PROVIDED MATERIAL =>
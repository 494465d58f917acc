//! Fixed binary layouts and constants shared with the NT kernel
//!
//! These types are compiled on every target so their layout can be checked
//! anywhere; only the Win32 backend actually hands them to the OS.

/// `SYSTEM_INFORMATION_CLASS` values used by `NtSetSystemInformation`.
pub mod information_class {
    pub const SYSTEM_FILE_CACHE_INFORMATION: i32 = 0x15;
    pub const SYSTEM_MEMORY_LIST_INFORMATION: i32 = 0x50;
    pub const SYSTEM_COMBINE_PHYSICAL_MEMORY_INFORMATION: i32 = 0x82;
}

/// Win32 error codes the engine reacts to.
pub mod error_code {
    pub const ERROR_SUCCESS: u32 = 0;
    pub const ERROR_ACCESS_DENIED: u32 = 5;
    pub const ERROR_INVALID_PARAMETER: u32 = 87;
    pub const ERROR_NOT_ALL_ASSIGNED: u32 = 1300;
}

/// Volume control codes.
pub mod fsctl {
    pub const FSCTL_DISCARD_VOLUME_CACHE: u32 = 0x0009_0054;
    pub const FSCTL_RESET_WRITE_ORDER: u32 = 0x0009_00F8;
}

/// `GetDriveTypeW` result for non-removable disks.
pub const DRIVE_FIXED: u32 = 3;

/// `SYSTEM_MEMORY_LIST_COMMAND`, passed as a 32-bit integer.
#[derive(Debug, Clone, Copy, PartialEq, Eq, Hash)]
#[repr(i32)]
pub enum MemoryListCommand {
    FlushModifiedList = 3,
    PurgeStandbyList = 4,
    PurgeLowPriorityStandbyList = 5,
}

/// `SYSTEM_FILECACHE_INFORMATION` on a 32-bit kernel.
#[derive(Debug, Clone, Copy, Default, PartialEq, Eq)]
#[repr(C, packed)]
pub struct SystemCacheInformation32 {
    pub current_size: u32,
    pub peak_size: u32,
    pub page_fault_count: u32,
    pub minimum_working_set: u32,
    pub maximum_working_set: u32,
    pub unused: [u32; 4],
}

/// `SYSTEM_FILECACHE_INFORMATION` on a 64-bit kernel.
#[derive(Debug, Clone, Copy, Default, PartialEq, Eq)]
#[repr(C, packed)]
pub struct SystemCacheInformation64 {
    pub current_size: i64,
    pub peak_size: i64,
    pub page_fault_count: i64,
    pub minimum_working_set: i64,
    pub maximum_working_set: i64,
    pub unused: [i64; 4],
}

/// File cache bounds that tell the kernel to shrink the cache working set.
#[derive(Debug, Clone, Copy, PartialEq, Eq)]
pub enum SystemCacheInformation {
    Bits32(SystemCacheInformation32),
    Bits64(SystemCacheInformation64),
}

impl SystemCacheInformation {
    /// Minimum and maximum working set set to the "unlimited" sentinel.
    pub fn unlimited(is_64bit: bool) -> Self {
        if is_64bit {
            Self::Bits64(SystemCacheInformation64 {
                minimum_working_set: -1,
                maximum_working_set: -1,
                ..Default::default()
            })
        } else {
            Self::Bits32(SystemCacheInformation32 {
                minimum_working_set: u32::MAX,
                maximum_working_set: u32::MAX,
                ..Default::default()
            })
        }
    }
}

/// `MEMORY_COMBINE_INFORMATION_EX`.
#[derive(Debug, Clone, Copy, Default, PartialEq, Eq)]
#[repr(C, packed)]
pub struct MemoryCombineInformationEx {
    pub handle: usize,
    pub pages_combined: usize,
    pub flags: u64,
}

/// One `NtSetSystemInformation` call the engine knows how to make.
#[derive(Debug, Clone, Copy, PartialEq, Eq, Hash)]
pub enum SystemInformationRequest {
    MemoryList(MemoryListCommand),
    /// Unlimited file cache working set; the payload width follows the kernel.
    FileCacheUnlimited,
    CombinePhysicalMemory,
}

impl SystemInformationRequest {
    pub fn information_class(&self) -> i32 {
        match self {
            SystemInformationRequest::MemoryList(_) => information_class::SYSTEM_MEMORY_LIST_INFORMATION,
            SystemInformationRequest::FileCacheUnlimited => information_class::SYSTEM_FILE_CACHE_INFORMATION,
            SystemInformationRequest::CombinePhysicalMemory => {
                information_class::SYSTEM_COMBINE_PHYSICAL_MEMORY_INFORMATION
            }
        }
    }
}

TASK DIRECTIONS =>
Your answer must be a single number, the count of lines in the data that hold the string "engine".

YOUR SOLUTION =>
2